• _Problem details_: What lines of the data below include the word "super"? Report them by copying each.

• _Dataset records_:
--*--

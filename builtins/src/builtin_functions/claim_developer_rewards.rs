use log::trace;
use num_bigint::BigUint;

use super::common::{check_call_value, consume_gas};
use super::{BuiltInFunctionName, BuiltinFunction};
use crate::account::UserAccountHandler;
use crate::dct::keys::big_to_bytes;
use crate::error::{BuiltInError, BuiltInResult};
use crate::gas::{GasCost, GasCostCell};
use crate::vm::{ContractCallInput, LogEntry, OutputAccount, OutputTransfer, VmOutput};

/// `ClaimDeveloperRewards` pays the accumulated rewards of a contract to its owner
pub struct ClaimDeveloperRewards {
    gas: GasCostCell,
}

impl ClaimDeveloperRewards {
    pub fn new(func_gas_cost: u64) -> Self {
        Self {
            gas: GasCostCell::with_func_cost(func_gas_cost),
        }
    }
}

impl BuiltinFunction for ClaimDeveloperRewards {
    fn process_builtin_function(
        &self,
        acnt_snd: Option<&mut dyn UserAccountHandler>,
        acnt_dst: Option<&mut dyn UserAccountHandler>,
        vm_input: &ContractCallInput,
    ) -> BuiltInResult<VmOutput> {
        check_call_value(vm_input)?;
        let acnt_dst = acnt_dst.ok_or(BuiltInError::NilScDestAccount)?;
        let gas_remaining = consume_gas(vm_input.gas_provided, self.gas.func_gas_cost())?;

        let value = acnt_dst.claim_developer_rewards(&vm_input.caller_addr)?;
        if let Some(acnt_snd) = acnt_snd {
            acnt_snd.add_to_balance(&value)?;
        }
        trace!(
            "claimed {} developer rewards of {} for {}",
            value,
            hex::encode(&vm_input.recipient_addr),
            hex::encode(&vm_input.caller_addr)
        );

        let mut vm_output = VmOutput::ok(gas_remaining);
        vm_output.output_accounts.insert(
            vm_input.caller_addr.clone(),
            OutputAccount {
                address: vm_input.caller_addr.clone(),
                balance_delta: value.clone(),
                output_transfers: vec![OutputTransfer {
                    value: value.clone(),
                    gas_limit: 0,
                    data: Vec::new(),
                    call_type: vm_input.call_type,
                    sender_address: vm_input.recipient_addr.clone(),
                }],
            },
        );
        vm_output.logs.push(LogEntry {
            identifier: BuiltInFunctionName::ClaimDeveloperRewards.as_bytes().to_vec(),
            address: vm_input.recipient_addr.clone(),
            topics: vec![big_to_bytes(&value), vm_input.caller_addr.clone()],
            data: Vec::new(),
        });
        Ok(vm_output)
    }

    fn set_new_gas_config(&self, gas_cost: &GasCost) {
        self.gas.replace(
            gas_cost.built_in_cost.claim_developer_rewards,
            gas_cost.base_operation_cost,
        );
    }
}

--*--

• _Exercise result_:
use super::common::{check_call_value, consume_gas};
use super::{BuiltInFunctionName, BuiltinFunction};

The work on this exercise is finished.